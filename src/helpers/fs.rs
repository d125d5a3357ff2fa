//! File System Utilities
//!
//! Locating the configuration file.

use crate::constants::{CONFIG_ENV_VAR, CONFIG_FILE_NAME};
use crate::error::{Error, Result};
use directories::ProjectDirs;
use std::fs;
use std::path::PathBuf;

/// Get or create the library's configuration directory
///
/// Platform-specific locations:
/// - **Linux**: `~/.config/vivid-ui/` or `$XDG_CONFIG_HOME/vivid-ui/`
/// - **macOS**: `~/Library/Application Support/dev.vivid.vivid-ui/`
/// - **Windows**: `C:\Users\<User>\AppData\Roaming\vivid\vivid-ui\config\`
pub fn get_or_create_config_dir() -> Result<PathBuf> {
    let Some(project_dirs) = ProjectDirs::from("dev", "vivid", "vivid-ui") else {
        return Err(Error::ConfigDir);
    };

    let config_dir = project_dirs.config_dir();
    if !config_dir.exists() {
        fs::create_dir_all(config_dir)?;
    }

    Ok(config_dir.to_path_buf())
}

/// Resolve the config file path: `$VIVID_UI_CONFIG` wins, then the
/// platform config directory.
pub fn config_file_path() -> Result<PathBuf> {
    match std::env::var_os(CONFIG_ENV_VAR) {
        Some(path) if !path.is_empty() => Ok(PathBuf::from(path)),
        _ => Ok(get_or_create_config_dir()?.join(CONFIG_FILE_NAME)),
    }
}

* * *

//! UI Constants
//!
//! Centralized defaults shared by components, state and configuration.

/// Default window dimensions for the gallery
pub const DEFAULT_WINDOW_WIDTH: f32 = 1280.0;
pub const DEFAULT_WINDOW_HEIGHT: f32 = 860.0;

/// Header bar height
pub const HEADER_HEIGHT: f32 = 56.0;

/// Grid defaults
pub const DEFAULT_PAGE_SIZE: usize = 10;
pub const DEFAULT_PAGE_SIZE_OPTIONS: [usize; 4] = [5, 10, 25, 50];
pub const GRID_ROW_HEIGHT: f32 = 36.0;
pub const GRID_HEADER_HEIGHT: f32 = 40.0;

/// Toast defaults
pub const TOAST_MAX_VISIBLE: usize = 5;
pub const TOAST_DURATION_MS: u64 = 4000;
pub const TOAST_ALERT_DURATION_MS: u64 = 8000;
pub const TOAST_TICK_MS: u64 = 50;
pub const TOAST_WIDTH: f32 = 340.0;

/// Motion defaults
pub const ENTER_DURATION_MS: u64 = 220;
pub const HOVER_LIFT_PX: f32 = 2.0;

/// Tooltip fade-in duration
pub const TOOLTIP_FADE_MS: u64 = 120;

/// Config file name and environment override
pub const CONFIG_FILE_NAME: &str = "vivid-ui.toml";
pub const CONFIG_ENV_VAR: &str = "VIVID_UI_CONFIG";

#### WORK ORDER
Of all the entries above, retype exactly the lines from the line with "pub const TOAST_WIDTH: f32 = 340.0;" to the line with "pub const CONFIG_ENV_VAR: &str", both included, and no others.

#### EXERCISE ANSWER
pub const TOAST_WIDTH: f32 = 340.0;

/// Motion defaults
pub const ENTER_DURATION_MS: u64 = 220;
pub const HOVER_LIFT_PX: f32 = 2.0;

/// Tooltip fade-in duration
pub const TOOLTIP_FADE_MS: u64 = 120;

/// Config file name and environment override
pub const CONFIG_FILE_NAME: &str = "vivid-ui.toml";
pub const CONFIG_ENV_VAR: &str = "VIVID_UI_CONFIG";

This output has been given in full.